- What you should do -
This exercise asks for a copy of each line in the records below with the word "entity" in it.

- Data -
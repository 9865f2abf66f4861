//! Ball entity: kinematics, wall response, deformation and despawn
//!
//! Every shape is simulated as a circle of radius `size`; the shape only
//! changes how the entity is drawn.

use glam::Vec2;
use serde::{Deserialize, Serialize};

use super::anim::{Ease, Keyframe, Pose, Timeline};
use super::jump::JumpState;
use crate::consts::*;
use crate::settings::{DeformationSettings, PhysicsConfig};
use crate::{contact_normal, reflect};

/// Visual shape of an entity
#[derive(Debug, Clone, Copy, PartialEq, Eq, Default, Serialize, Deserialize)]
#[serde(rename_all = "lowercase")]
pub enum Shape {
    #[default]
    Circle,
    Square,
    Triangle,
    Diamond,
    Pentagon,
    Hexagon,
    Octagon,
    Star,
}

impl Shape {
    pub const ALL: [Shape; 8] = [
        Shape::Circle,
        Shape::Square,
        Shape::Triangle,
        Shape::Diamond,
        Shape::Pentagon,
        Shape::Hexagon,
        Shape::Octagon,
        Shape::Star,
    ];
}

/// Axis-aligned rectangle (min corner + size)
#[derive(Debug, Clone, Copy, PartialEq, Serialize, Deserialize)]
pub struct Rect {
    pub min: Vec2,
    pub size: Vec2,
}

impl Rect {
    pub fn new(x: f32, y: f32, width: f32, height: f32) -> Self {
        Self {
            min: Vec2::new(x, y),
            size: Vec2::new(width.max(0.0), height.max(0.0)),
        }
    }

    pub fn max(&self) -> Vec2 {
        self.min + self.size
    }

    pub fn center(&self) -> Vec2 {
        self.min + self.size / 2.0
    }
}

/// Contact between a circle and an axis-aligned box
///
/// Returns the push-out normal and penetration depth when overlapping.
pub fn circle_box_contact(center: Vec2, radius: f32, min: Vec2, max: Vec2) -> Option<(Vec2, f32)> {
    let closest = center.clamp(min, max);
    if closest != center {
        let (normal, dist) = contact_normal(closest, center);
        if dist < radius {
            return Some((normal, radius - dist));
        }
        return None;
    }

    // Center inside the box: leave through the nearest face
    let faces = [
        (center.x - min.x, Vec2::NEG_X),
        (max.x - center.x, Vec2::X),
        (center.y - min.y, Vec2::NEG_Y),
        (max.y - center.y, Vec2::Y),
    ];
    let (depth, normal) = faces
        .into_iter()
        .min_by(|a, b| a.0.total_cmp(&b.0))
        .unwrap_or((0.0, Vec2::X));
    Some((normal, depth + radius))
}

/// Player movement tuning, supplied by the input layer
#[derive(Debug, Clone, Copy, PartialEq, Serialize, Deserialize)]
#[serde(rename_all = "camelCase")]
pub struct ControlTuning {
    pub acceleration: f32,
    pub boosted_acceleration: f32,
    pub max_speed: f32,
    pub boost_multiplier: f32,
}

impl Default for ControlTuning {
    fn default() -> Self {
        Self {
            acceleration: 0.5,
            boosted_acceleration: 0.9,
            max_speed: 8.0,
            boost_multiplier: 1.5,
        }
    }
}

/// Per-frame inputs to `Ball::update`
#[derive(Debug, Clone)]
pub struct UpdateParams<'a> {
    pub width: f32,
    pub height: f32,
    pub gravity: f32,
    pub max_velocity: f32,
    pub now: f64,
    pub physics: &'a PhysicsConfig,
    pub deformation: &'a DeformationSettings,
    /// Static rectangle entities bounce off (e.g. a floating UI panel)
    pub exclusion: Option<Rect>,
    /// Deformation timelines may run
    pub animate: bool,
}

/// Emitted by `Ball::animate` when a timeline finishes
#[derive(Debug, Clone, Copy, PartialEq, Eq)]
pub enum AnimEvent {
    DeformationComplete,
    DespawnComplete,
}

/// A simulated ball
#[derive(Debug, Clone, Serialize, Deserialize)]
pub struct Ball {
    pub id: u32,
    pub pos: Vec2,
    pub vel: Vec2,
    /// Circumscribing radius used for all collision math
    pub size: f32,
    /// Size to restore when shrink expires
    pub base_size: f32,
    pub shape: Shape,
    pub color: [f32; 4],
    /// Decorative rotation (radians)
    pub rotation: f32,

    // Deformation / animation
    pub scale_x: f32,
    pub scale_y: f32,
    /// Orientation of the squash axis (radians)
    pub deform_angle: f32,
    pub is_animating: bool,
    pub opacity: f32,
    #[serde(skip)]
    deform: Option<Timeline>,
    #[serde(skip)]
    despawn: Option<Timeline>,

    pub health: f32,
    pub is_static: bool,
    pub is_sleeping: bool,
    pub is_player: bool,
    pub is_despawning: bool,
    /// Spawned by a Bullet Hell emitter
    pub is_projectile: bool,
    /// Index of the emitter that fired this projectile
    pub emitter: Option<usize>,
    /// Projectile lifetime end (0 = never expires)
    pub expires_at: f64,
    /// Simulated time the entity was created
    pub spawned_at: f64,

    // Powerup timers (simulated ms, 0 = inactive)
    pub shield_until: f64,
    pub speed_until: f64,
    pub shrink_until: f64,
    /// Red hazard flash
    pub flash_until: f64,

    pub control: Option<ControlTuning>,
    pub jump: JumpState,
}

- The completed task -
//! Ball entity: kinematics, wall response, deformation and despawn
//! changes how the entity is drawn.
/// Visual shape of an entity
    /// Simulated time the entity was created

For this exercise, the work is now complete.